Representations of reward value are also normalized. Brain responses encoding the values of choice options adapt to the ranges of option values (Cox & Kable, 2014; Padoa-Schioppa, 2009; Rangel & Clithero, 2012). This normalization affects human choice behavior, too. An undesirable option modulates the choice between two other options (Soltani, De Martino, & Camerer, 2012), for example, when monkeys choose among juice rewards and humans choose among snack foods (Louie et al., 2013). In Louie et al. (2013), lower-value distractor items (i.e., a wider range of option values) increased preference for the better of two desirable options, a finding predicted by computer simulations of divisive normalization. Thus, divisive normalization effectively expands or contracts the dynamic range of value representations to match the range of option values.
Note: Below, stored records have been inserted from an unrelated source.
//! Usage counters computed from the stores on demand

use serde::{Deserialize, Serialize};
use tracing::debug;

use crate::jobs::JobStore;
use crate::ledger::Ledger;
use crate::store::{Database, Result};
use crate::users::UserRegistry;

/// Read-only aggregate over users, jobs and the ledger
///
/// Nothing is cached; every snapshot scans the partitions. `total_forwarded`
/// counts records currently retained, so it drops after purges and expiry.
#[derive(Clone)]
pub struct Stats {
    db: Database,
    jobs: JobStore,
    ledger: Ledger,
    users: UserRegistry,
}

impl Stats {
    pub fn new(db: Database) -> Self {
        Self {
            jobs: JobStore::new(db.clone()),
            ledger: Ledger::new(db.clone()),
            users: UserRegistry::new(db.clone()),
            db,
        }
    }

    pub fn total_users(&self) -> Result<usize> {
        self.users.count()
    }

    pub fn total_jobs(&self) -> Result<usize> {
        self.jobs.count()
    }

    pub fn total_forwarded(&self) -> Result<usize> {
        self.ledger.count()
    }

    /// Jobs created since 00:00 UTC today
    pub fn jobs_today(&self) -> Result<usize> {
        self.jobs.count_created_since(self.db.clock().start_of_day())
    }

    /// Ledger records created since 00:00 UTC today
    pub fn forwarded_today(&self) -> Result<usize> {
        self.ledger.count_since(self.db.clock().start_of_day())
    }

    pub fn snapshot(&self) -> Result<UsageStats> {
        let snapshot = UsageStats {
            total_users: self.total_users()?,
            total_jobs: self.total_jobs()?,
            total_forwarded: self.total_forwarded()?,
            jobs_today: self.jobs_today()?,
            forwarded_today: self.forwarded_today()?,
        };
        debug!(?snapshot, "Computed usage stats");
        Ok(snapshot)
    }
}

#[derive(Debug, Clone, Default, PartialEq, Eq, Serialize, Deserialize)]
pub struct UsageStats {
    pub total_users: usize,
    pub total_jobs: usize,
    pub total_forwarded: usize,
    pub jobs_today: usize,
    pub forwarded_today: usize,
}

#[cfg(test)]
mod tests {
    use super::*;
    use crate::clock::ManualClock;
    use crate::jobs::{FilterKind, JobSpec};
    use chrono::{Duration, TimeZone, Utc};
    use std::sync::Arc;
    use tempfile::TempDir;

    fn spec() -> JobSpec {
        JobSpec {
            name: Some("mirror".to_string()),
            source: Some(1),
            target: Some(2),
            start_id: Some(1),
            end_id: Some(10),
            batch_size: Some(1),
            recurring_time: Some(5),
            delete_time: Some(0),
            filter_type: Some(FilterKind::All),
            ..Default::default()
        }
    }

    #[test]
    fn test_empty_store_is_all_zero() {
        let temp_dir = TempDir::new().unwrap();
        let db = Database::open(temp_dir.path(), "test").unwrap();
        assert_eq!(Stats::new(db).snapshot().unwrap(), UsageStats::default());
    }

    #[test]
    fn test_snapshot_splits_today_from_total() {
        let temp_dir = TempDir::new().unwrap();
        let clock = ManualClock::new(Utc.with_ymd_and_hms(2024, 5, 1, 22, 0, 0).unwrap());
        let db = Database::open_with_clock(temp_dir.path(), "test", Arc::new(clock.clone())).unwrap();

        let jobs = JobStore::new(db.clone());
        let ledger = Ledger::new(db.clone());
        let users = UserRegistry::new(db.clone());
        let stats = Stats::new(db);

        users.register_if_absent(1).unwrap();
        let old = jobs.create_job(1, &spec()).unwrap().to_string();
        ledger.record(&old, 1, 101).unwrap();
        ledger.record(&old, 2, 102).unwrap();

        // past midnight UTC
        clock.advance(Duration::hours(3));
        users.register_if_absent(2).unwrap();
        users.register_if_absent(1).unwrap();
        let new = jobs.create_job(2, &spec()).unwrap().to_string();
        ledger.record(&new, 1, 201).unwrap();

        let snapshot = stats.snapshot().unwrap();
        assert_eq!(
            snapshot,
            UsageStats {
                total_users: 2,
                total_jobs: 2,
                total_forwarded: 3,
                jobs_today: 1,
                forwarded_today: 1,
            }
        );
    }

    #[test]
    fn test_total_forwarded_counts_retained_records() {
        let temp_dir = TempDir::new().unwrap();
        let clock = ManualClock::new(Utc.with_ymd_and_hms(2024, 5, 1, 10, 0, 0).unwrap());
        let db = Database::open_with_clock(temp_dir.path(), "test", Arc::new(clock.clone())).unwrap();
        let jobs = JobStore::new(db.clone());
        let ledger = Ledger::new(db.clone());
        let stats = Stats::new(db);

        let id = jobs.create_job(1, &spec()).unwrap().to_string();
        ledger.record(&id, 1, 101).unwrap();
        ledger.record(&id, 2, 102).unwrap();
        assert_eq!(stats.total_forwarded().unwrap(), 2);

        clock.advance(Duration::minutes(10));
        ledger.collect_and_purge_older_than(&id, 5).unwrap();
        assert_eq!(stats.total_forwarded().unwrap(), 0);
    }
}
Normalization could mediate similar context effects in the social domain too, but a theory to predict context effects for social evaluations is lacking. In an attractiveness experiment, I tested whether normalization predicts facial attractiveness. Participants evaluated facial attractiveness without context in a first phase; in a second phase, they performed a trinary-choice task to assess attractiveness preferences. When two highly attractive targets and a low-attractiveness distractor are choice options, participants’ choices should become more sensitive to differences in attractiveness of the two targets. In a control experiment (i.e., averageness experiment), I tested for the same effects using a task in which participants chose the most average-appearing face. These averageness choices may share some perceptual bases with attractiveness choices (Langlois & Roggman, 1990) but have no overt value-based connotation. This control task could therefore show whether normalization is restricted to value-based judgments such as attractiveness or affects high-level facial judgments in general.
Method
Participants
I enrolled two samples of 40 participants each, selecting a sample size equivalent to that used by Louie et al. (2013). For the attractiveness experiment, all 40 (age range = 18−23; 25 women) contributed data for analysis. For the averageness experiment (approximate age range = 18−55, 28 women), data for 1 participant were removed from analysis because her responses suggested that the instructions were not followed. Participants were students or staff at Royal Holloway, University of London, and had normal or corrected-to-normal vision.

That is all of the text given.